Foto: Arthur to
Aliança do Tocantins, cidade cravada no centro-sul do estado do Tocantins, porém bem mais povoada e influenciada pelo povo da banda do norte/nordeste, carrega em suas ruas e calçadas todos os jeitos e gostos das gentes de lá. Cortada bem ao meio pela BR 153, na altura do quilômetro 646, com pouco mais de cinco mil habitantes, é quase a “Cidadezinha qualquer” de Carlos Drummond de Andrade, com tudo indo bem devagar. Povoado formado quando do rasgo rodoviário aberto no coração e veia central do Brasil, nas obras da BR 153 do governo Juscelino Kubitschek, atraindo um grande número de migrantes vindos principalmente do Maranhão à busca de novos ares. Cidade comum de gente comum, em sua maioria de sertanejos, dito aqui na mais nobre acepção da palavra. Pessoas estas de hábitos e costumes simples como os seus lugares.
Cidade de tantos e quantos, como também cidade do senhor Pedro Querosene,
alcunha que recebeu quando de um tombo com direito a banho de querosene em
razão de excesso no gole. Cidadão forjado em homem no labutar simples da roça,
à custa de foice e enxada, de ordem e suor, de disciplina e responsabilidade,
valores estes encrustados no existir das gentes do sertão. Acometido da perda
de visão em razão de glaucoma que não perdoa nem olhos mais abastados do
capitalismo, não se dobrou a enfermidade, mantendo sua independência e locomoção
por tudo quanto é canto sozinho e com alegria.
Pois sim, traçando um perfil do senhor Pedro Querosene: homem
esguio, estatura mediana, moreno claro, cabelos encaracolados e curtos, rosto
sulcado de feição sofrida, enfim, o típico “caboclo do sertão e excluído da
república” como bem definiu Euclides da Cunha em Os Sertões.
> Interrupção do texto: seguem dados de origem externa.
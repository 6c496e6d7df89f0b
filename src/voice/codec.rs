//! Audio decoding
//!
//! The gateway never implements a codec; it invokes one. `pcm16` frames pass
//! through untouched. Container formats (opus-in-ogg, webm) go through a
//! persistent ffmpeg child process: frames are piped to stdin and decoded
//! s16le 16 kHz mono samples are read back from stdout. Decoded samples may
//! lag the frame that produced them; the pipeline tolerates that.

use anyhow::{anyhow, Context, Result};
use async_trait::async_trait;
use tokio::io::{AsyncReadExt, AsyncWriteExt};
use tokio::process::{Child, ChildStdin};
use tokio::sync::mpsc;
use tracing::{debug, warn};

#[async_trait]
pub trait AudioDecoder: Send {
    /// Feed one encoded frame; returns whatever samples are decoded so far.
    async fn decode(&mut self, frame: &[u8]) -> Result<Vec<i16>>;
}

/// Build a decoder for the format negotiated in `hello.audio_params.format`.
pub fn decoder_for_format(format: &str) -> Result<Box<dyn AudioDecoder>> {
    match format {
        "pcm" | "pcm16" => Ok(Box::new(PcmDecoder)),
        "opus" | "ogg" => Ok(Box::new(FfmpegStreamDecoder::spawn("ogg")?)),
        "webm" => Ok(Box::new(FfmpegStreamDecoder::spawn("webm")?)),
        other => Err(anyhow!("unsupported audio format: {}", other)),
    }
}

/// Little-endian s16 passthrough.
pub struct PcmDecoder;

#[async_trait]
impl AudioDecoder for PcmDecoder {
    async fn decode(&mut self, frame: &[u8]) -> Result<Vec<i16>> {
        Ok(frame
            .chunks_exact(2)
            .map(|c| i16::from_le_bytes([c[0], c[1]]))
            .collect())
    }
}

/// Persistent ffmpeg child: container frames in, raw samples out.
pub struct FfmpegStreamDecoder {
    child: Child,
    stdin: ChildStdin,
    samples_rx: mpsc::UnboundedReceiver<Vec<i16>>,
}

impl FfmpegStreamDecoder {
    pub fn spawn(input_format: &str) -> Result<Self> {
        let mut child = tokio::process::Command::new("ffmpeg")
            .args([
                "-f", input_format,
                "-i", "pipe:0",
                "-f", "s16le",
                "-ar", "16000",
                "-ac", "1",
                "-loglevel", "error",
                "pipe:1",
            ])
            .stdin(std::process::Stdio::piped())
            .stdout(std::process::Stdio::piped())
            .stderr(std::process::Stdio::null())
            .spawn()
            .context("Failed to spawn ffmpeg decoder")?;

        let stdin = child
            .stdin
            .take()
            .ok_or_else(|| anyhow!("ffmpeg stdin unavailable"))?;
        let mut stdout = child
            .stdout
            .take()
            .ok_or_else(|| anyhow!("ffmpeg stdout unavailable"))?;

        let (samples_tx, samples_rx) = mpsc::unbounded_channel();
        tokio::spawn(async move {
            let mut buf = vec![0u8; 4096];
            let mut carry: Option<u8> = None;
            loop {
                match stdout.read(&mut buf).await {
                    Ok(0) => break,
                    Ok(n) => {
                        let mut bytes = Vec::with_capacity(n + 1);
                        if let Some(b) = carry.take() {
                            bytes.push(b);
                        }
                        bytes.extend_from_slice(&buf[..n]);
                        if bytes.len() % 2 == 1 {
                            carry = bytes.pop();
                        }
                        let samples: Vec<i16> = bytes
                            .chunks_exact(2)
                            .map(|c| i16::from_le_bytes([c[0], c[1]]))
                            .collect();
                        if samples_tx.send(samples).is_err() {
                            break;
                        }
                    }
                    Err(e) => {
                        warn!("ffmpeg stdout read error: {}", e);
                        break;
                    }
                }
            }
            debug!("ffmpeg decoder output closed");
        });

        Ok(Self {
            child,
            stdin,
            samples_rx,
        })
    }
}

#[async_trait]
impl AudioDecoder for FfmpegStreamDecoder {
    async fn decode(&mut self, frame: &[u8]) -> Result<Vec<i16>> {
        self.stdin
            .write_all(frame)
            .await
            .context("ffmpeg stdin write failed")?;

        // Collect whatever the decoder has produced without blocking on it.
        let mut samples = Vec::new();
        while let Ok(batch) = self.samples_rx.try_recv() {
            samples.extend(batch);
        }
        Ok(samples)
    }
}

impl Drop for FfmpegStreamDecoder {
    fn drop(&mut self) {
        let _ = self.child.start_kill();
    }
}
No mesmo tempo que
expõe a rudeza e simplicidade no falar, carrega em si o dicionário e
vocabulário do anedotário sertanejo, exprimindo uma sagacidade e alegria que
contagia quem se dispõe um pouco a compartilhar de sua companhia. Melhor do que
caracteriza-lo e enche-lo de adjetivos é contar um episódio deste emblemático
cidadão.
Certa feita, lá pelas tantas da tarde, já com sintomas de noite,
datando-se por meados do ano de 2015, estava eu a refrescar-me com uma gelada
no bar do Raimundo de Gregório, no Jardim Aliança, quando ouço o pisar e falar
de Pedro Querosene, cego e sozinho, atravessando a rua, indo como que
teleguiado em direção ao bar onde eu estava absorto no aguerrido exercício de
copo.
Resmungando alto e tocando seu bastão à frente para guiar os seus
passos, deu de esbarrar no veículo estacionado defronte ao bar. Compadecendo-me
da situação, a ele me dirigi com o intuito de ajuda-lo na tarefa empreendida
rumo ao balcão. Dava mostras de que alguma já havia ingerido e me pegou de
conversa como se de longo me conhecesse, numa amizade e liberdade existentes só
nas almas de todo desarmadas.
Contou-me alguns infortúnios; dentre estes, o drama da perda da
visão, porém sem se lamuriar, quase que agradecendo, pois, graças a este
infortúnio, como ele mesmo disse, – “consegui o meu aposento”. Falou-me dos
dias de roçado, estendendo-me as mãos calejadas e o quanto já trabalhou pela – “dignidade
do Brasil” – palavras dele.
Disse-me do casamento, dos filhos, da separação e da atual mulher,
razão ainda dos seus rompantes e levantes de homem, porém sem conseguir
disfarçar uma preocupação com o comportamento desta que muito gosta de sair por
aí e é amante também de uma boa cangibrina. Ao referir-se a ela, veio-lhe de
súbito uma raiva evidenciando o quanto dela tem ciúme, lançando a ela alguns
adjetivos que me furto aqui revelar. Varamos a noite no assunto passional,
regado a goles e gargalhadas e no resmungar característico de Pedro.
Despedimos-nos refeitos e com glórias do labutar inglório e Pedro partiu.
Lamentavelmente Pedro Querosene não está mais entre nós e suas
alegres e soltas palavras não mais ressoarão aos nossos ouvidos a não ser pela
memória. Mas, no plano que estiver, estará reluzindo o seu doce existir.